* **REQUIRED WORK**:
Every line containing the string "repository" should be returned from the records.

* **Data entries**:
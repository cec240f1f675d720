use std::path::PathBuf;
use std::sync::Arc;

use chrono::{DateTime, NaiveDate, Utc};
use clap::Parser;
use tracing::{error, info, Level};

use nk_classify::{ClassificationPipeline, ModelArtifact, DEFAULT_THRESHOLD};
use nk_core::types::{format_published, parse_published};
use nk_core::{ArticleQuery, Error, NewsStore, Result};
use nk_ingest::{FeedSource, JsonFeed};
use nk_storage::{MemoryStore, SqliteStore};

#[derive(Parser, Debug)]
#[command(author, version, about = "Classify news-feed entries and persist them", long_about = None)]
struct Cli {
    /// Storage backend: sqlite or memory
    #[arg(long, default_value = "sqlite")]
    storage: String,
    /// Path to the SQLite database
    #[arg(long, default_value = "news.db")]
    db: PathBuf,
    #[command(subcommand)]
    command: Commands,
}

#[derive(clap::Subcommand, Debug)]
enum Commands {
    /// Classify a batch of raw feed entries and upsert the results
    Ingest {
        /// JSON file holding an array of raw feed entries
        input: PathBuf,
        /// Trained model artifact (vocabulary + classifier)
        #[arg(long)]
        model: PathBuf,
        /// Probability threshold for category assignment
        #[arg(long, default_value_t = DEFAULT_THRESHOLD)]
        threshold: f32,
    },
    /// Show the persisted per-category article counts
    Counts,
    /// Query persisted articles
    Query {
        /// Inclusive lower bound, e.g. 2024-01-01 or "2024-01-01 12:00:00"
        #[arg(long)]
        from: Option<String>,
        /// Inclusive upper bound
        #[arg(long)]
        to: Option<String>,
        /// Keep only articles carrying this category
        #[arg(long)]
        category: Option<String>,
        /// Substring match over title and summary
        #[arg(long)]
        search: Option<String>,
    },
}

async fn make_store(cli: &Cli) -> Result<Arc<dyn NewsStore>> {
    match cli.storage.as_str() {
        "memory" => Ok(Arc::new(MemoryStore::new())),
        "sqlite" => Ok(Arc::new(SqliteStore::open(&cli.db).await?)),
        other => Err(Error::Storage(format!(
            "unknown storage backend: {}",
            other
        ))),
    }
}

fn parse_bound(raw: &str) -> Result<DateTime<Utc>> {
    if let Ok(ts) = parse_published(raw) {
        return Ok(ts);
    }
    let date = NaiveDate::parse_from_str(raw, "%Y-%m-%d")
        .map_err(|e| Error::Ingest(format!("invalid date {:?}: {}", raw, e)))?;
    date.and_hms_opt(0, 0, 0)
        .map(|naive| naive.and_utc())
        .ok_or_else(|| Error::Ingest(format!("invalid date {:?}", raw)))
}

async fn run_ingest(
    store: Arc<dyn NewsStore>,
    input: PathBuf,
    model: PathBuf,
    threshold: f32,
) -> Result<()> {
    let artifact = Arc::new(ModelArtifact::load(&model)?);
    let pipeline = ClassificationPipeline::new(artifact).with_threshold(threshold);

    let feed = JsonFeed::new(input);
    let entries = feed.fetch().await?;
    info!(entries = entries.len(), source = feed.name(), "fetched raw entries");

    let classified = pipeline.run(entries)?;
    info!(classified = classified.len(), "classified batch");

    match store.upsert_batch(&classified).await {
        Ok(rows) => {
            // The aggregate is only recomputed over committed data.
            let counts = store.recompute_category_counts().await?;
            info!(rows, categories = counts.len(), "batch committed");
            println!("{} articles processed", rows);
            Ok(())
        }
        Err(e) => {
            error!(error = %e, "batch rolled back, zero rows affected");
            println!("0 articles processed");
            Err(e)
        }
    }
}

async fn run_counts(store: Arc<dyn NewsStore>) -> Result<()> {
    for count in store.category_counts().await? {
        println!("{}\t{}", count.category, count.article_count);
    }
    Ok(())
}

async fn run_query(
    store: Arc<dyn NewsStore>,
    from: Option<String>,
    to: Option<String>,
    category: Option<String>,
    search: Option<String>,
) -> Result<()> {
    let filter = ArticleQuery {
        from: from.as_deref().map(parse_bound).transpose()?,
        to: to.as_deref().map(parse_bound).transpose()?,
        category,
        search,
    };
    for article in store.query(&filter).await? {
        println!(
            "{}  [{}]  {}  {}",
            format_published(&article.published),
            article.categories.join(", "),
            article.title,
            article.link
        );
    }
    Ok(())
}

#[tokio::main]
async fn main() -> Result<()> {
    tracing_subscriber::fmt().with_max_level(Level::INFO).init();

    let cli = Cli::parse();
    let store = make_store(&cli).await?;

    match cli.command {
        Commands::Ingest {
            input,
            model,
            threshold,
        } => run_ingest(store, input, model, threshold).await,
        Commands::Counts => run_counts(store).await,
        Commands::Query {
            from,
            to,
            category,
            search,
        } => run_query(store, from, to, category, search).await,
    }
}
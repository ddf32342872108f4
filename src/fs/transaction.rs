//! Staged manifest write.
//!
//! Patched content is only staged while the manifest is being edited. Nothing
//! touches the disk until `commit()`, so a failure anywhere in the patch
//! sequence leaves the file as it was.
//!
//! ## Phases
//!
//! 1. **Stage**: Record the new content via `update_file()`
//! 2. **Validate**: Check the target still exists and is writable
//! 3. **Write**: Replace the file content (skipped in dry-run mode)
//!
//! ## Example
//!
//! ```no_run
//! # use add_urp::fs::Transaction;
//! # use std::path::PathBuf;
//! # fn example() -> add_urp::error::Result<()> {
//! let mut txn = Transaction::new(false);
//!
//! txn.update_file(PathBuf::from("Packages/manifest.json"), "{}".into())?;
//!
//! txn.commit()?;
//! # Ok(())
//! # }
//! ```

use crate::error::{PatchError, Result};

use colored::Colorize;
use std::fs;
use std::path::{Path, PathBuf};

#[derive(Debug, Clone)]
struct PendingWrite {
    path: PathBuf,
    content: String,
}

/// A single staged file write.
///
/// Must be explicitly committed. If dropped without committing, logs a warning;
/// the file is left untouched.
///
/// ## Dry-Run Mode
///
/// When `dry_run = true`, the staged write is validated but not executed.
#[must_use = "Transaction must be committed"]
pub struct Transaction {
    pending: Option<PendingWrite>,
    unchanged: Option<PathBuf>,
    dry_run: bool,
    committed: bool,
}

impl Transaction {
    /// Creates a new transaction.
    pub fn new(dry_run: bool) -> Self {
        Self {
            pending: None,
            unchanged: None,
            dry_run,
            committed: false,
        }
    }

    /// Stages new content for `path`, replacing anything staged before.
    ///
    /// Reads current content and compares to `new_content`. If identical,
    /// nothing is staged.
    pub fn update_file(&mut self, path: PathBuf, new_content: String) -> Result<()> {
        if self.committed {
            return Err(PatchError::Other(anyhow::anyhow!(
                "Cannot modify transaction after commit"
            )));
        }

        log::debug!("Staging update for: {}", path.display());

        let current = fs::read_to_string(&path).map_err(|e| {
            log::error!("Failed to read {}: {}", path.display(), e);
            PatchError::Io(std::io::Error::new(
                e.kind(),
                format!("Failed to read {}: {}", path.display(), e),
            ))
        })?;

        if current == new_content {
            log::debug!("Content unchanged, skipping: {}", path.display());
            self.pending = None;
            self.unchanged = Some(path);
            return Ok(());
        }

        if self.dry_run {
            log::info!("Would update: {}", path.display());
        }

        self.unchanged = None;
        self.pending = Some(PendingWrite {
            path,
            content: new_content,
        });

        Ok(())
    }

    /// Checks the staged target still exists and is not read-only.
    fn validate(write: &PendingWrite) -> Result<()> {
        let metadata = fs::metadata(&write.path).map_err(|e| {
            PatchError::Io(std::io::Error::new(
                e.kind(),
                format!("File no longer exists: {}", write.path.display()),
            ))
        })?;

        if metadata.permissions().readonly() {
            return Err(PatchError::Io(std::io::Error::new(
                std::io::ErrorKind::PermissionDenied,
                format!("File is read-only: {}", write.path.display()),
            )));
        }

        Ok(())
    }

    /// Validates and writes the staged content.
    pub fn commit(&mut self) -> Result<()> {
        if self.committed {
            return Err(PatchError::Other(anyhow::anyhow!(
                "Transaction already committed"
            )));
        }

        if let Some(write) = &self.pending {
            Self::validate(write)?;

            if !self.dry_run {
                fs::write(&write.path, &write.content).map_err(|e| {
                    PatchError::Io(std::io::Error::new(
                        e.kind(),
                        format!("Failed to write {}: {}", write.path.display(), e),
                    ))
                })?;
                log::info!("Updated: {}", write.path.display());
            }
        }

        self.committed = true;
        Ok(())
    }

    /// Prints a short summary to stdout.
    ///
    /// Paths are shown relative to `base` with forward slashes.
    pub fn print_summary(&self, base: &Path) {
        let display_path = |path: &Path| -> String {
            let relative = pathdiff::diff_paths(path, base).unwrap_or_else(|| path.to_path_buf());
            relative.to_string_lossy().replace('\\', "/")
        };

        let Some(write) = &self.pending else {
            println!("\n{}", "No changes needed".yellow());
            if let Some(path) = &self.unchanged {
                println!("   • {}", display_path(path).dimmed());
            }
            return;
        };

        if self.dry_run {
            println!("\n{}", "DRY RUN - No changes will be made".yellow().bold());
            println!("   • {}", display_path(&write.path).dimmed());
            println!(
                "\n{} will be modified. Run without {} to apply.",
                display_path(&write.path).cyan().bold(),
                "--dry-run".cyan()
            );
        } else {
            println!("\n{}", "Changes applied:".green().bold());
            println!("   {} {}", "✓".green(), display_path(&write.path).dimmed());
        }
    }
}

impl Drop for Transaction {
    fn drop(&mut self) {
        if !self.committed && self.pending.is_some() && !self.dry_run {
            log::warn!("Transaction dropped without commit");
        }
    }
}

#[cfg(test)]
mod tests {
    use super::*;
    use tempfile::TempDir;

    fn manifest_with(content: &str) -> (TempDir, PathBuf) {
        let temp = TempDir::new().unwrap();
        let file = temp.path().join("manifest.json");
        fs::write(&file, content).unwrap();
        (temp, file)
    }

    fn make_read_only(path: &Path) {
        let mut perms = fs::metadata(path).unwrap().permissions();
        perms.set_readonly(true);
        fs::set_permissions(path, perms).unwrap();
    }

    #[test]
    fn test_commit_writes_content() {
        let (_temp, file) = manifest_with("old");

        let mut txn = Transaction::new(false);
        txn.update_file(file.clone(), "new".into()).unwrap();
        txn.commit().unwrap();

        assert_eq!(fs::read_to_string(&file).unwrap(), "new");
    }

    #[test]
    fn test_nothing_written_before_commit() {
        let (_temp, file) = manifest_with("old");

        {
            let mut txn = Transaction::new(false);
            txn.update_file(file.clone(), "new".into()).unwrap();
        }

        assert_eq!(fs::read_to_string(&file).unwrap(), "old");
    }

    #[test]
    fn test_dry_run_does_not_write() {
        let (_temp, file) = manifest_with("old");

        let mut txn = Transaction::new(true);
        txn.update_file(file.clone(), "new".into()).unwrap();
        txn.commit().unwrap();

        assert_eq!(fs::read_to_string(&file).unwrap(), "old");
    }

    #[test]
    fn test_unchanged_content_skipped() {
        let (_temp, file) = manifest_with("same");

        let mut txn = Transaction::new(false);
        txn.update_file(file.clone(), "same".into()).unwrap();

        assert!(txn.pending.is_none());
        assert_eq!(txn.unchanged.as_deref(), Some(file.as_path()));
        txn.commit().unwrap();
    }

    #[test]
    fn test_later_stage_replaces_earlier() {
        let (_temp, file) = manifest_with("old");

        let mut txn = Transaction::new(false);
        txn.update_file(file.clone(), "first".into()).unwrap();
        txn.update_file(file.clone(), "second".into()).unwrap();
        txn.commit().unwrap();

        assert_eq!(fs::read_to_string(&file).unwrap(), "second");
    }

    #[test]
    fn test_read_only_file_rejected() {
        let (_temp, file) = manifest_with("old");
        make_read_only(&file);

        let mut txn = Transaction::new(false);
        txn.update_file(file.clone(), "new".into()).unwrap();

        match txn.commit() {
            Err(PatchError::Io(e)) => assert_eq!(e.kind(), std::io::ErrorKind::PermissionDenied),
            other => panic!("expected PermissionDenied, got {:?}", other),
        }
        assert_eq!(fs::read_to_string(&file).unwrap(), "old");
    }

    #[test]
    fn test_dry_run_still_validates() {
        let (_temp, file) = manifest_with("old");
        make_read_only(&file);

        let mut txn = Transaction::new(true);
        txn.update_file(file, "new".into()).unwrap();

        assert!(matches!(txn.commit(), Err(PatchError::Io(_))));
    }

    #[test]
    fn test_missing_file_fails_to_stage() {
        let temp = TempDir::new().unwrap();
        let mut txn = Transaction::new(false);

        let result = txn.update_file(temp.path().join("missing.json"), "x".into());
        assert!(matches!(result, Err(PatchError::Io(_))));
    }

    #[test]
    fn test_cannot_stage_after_commit() {
        let (_temp, file) = manifest_with("old");

        let mut txn = Transaction::new(false);
        txn.commit().unwrap();

        assert!(txn.update_file(file, "new".into()).is_err());
        assert!(txn.commit().is_err());
    }
}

* **SOLUTION TO THIS TASK**:
repository cec240f1f675d720
repository ddf32342872108f4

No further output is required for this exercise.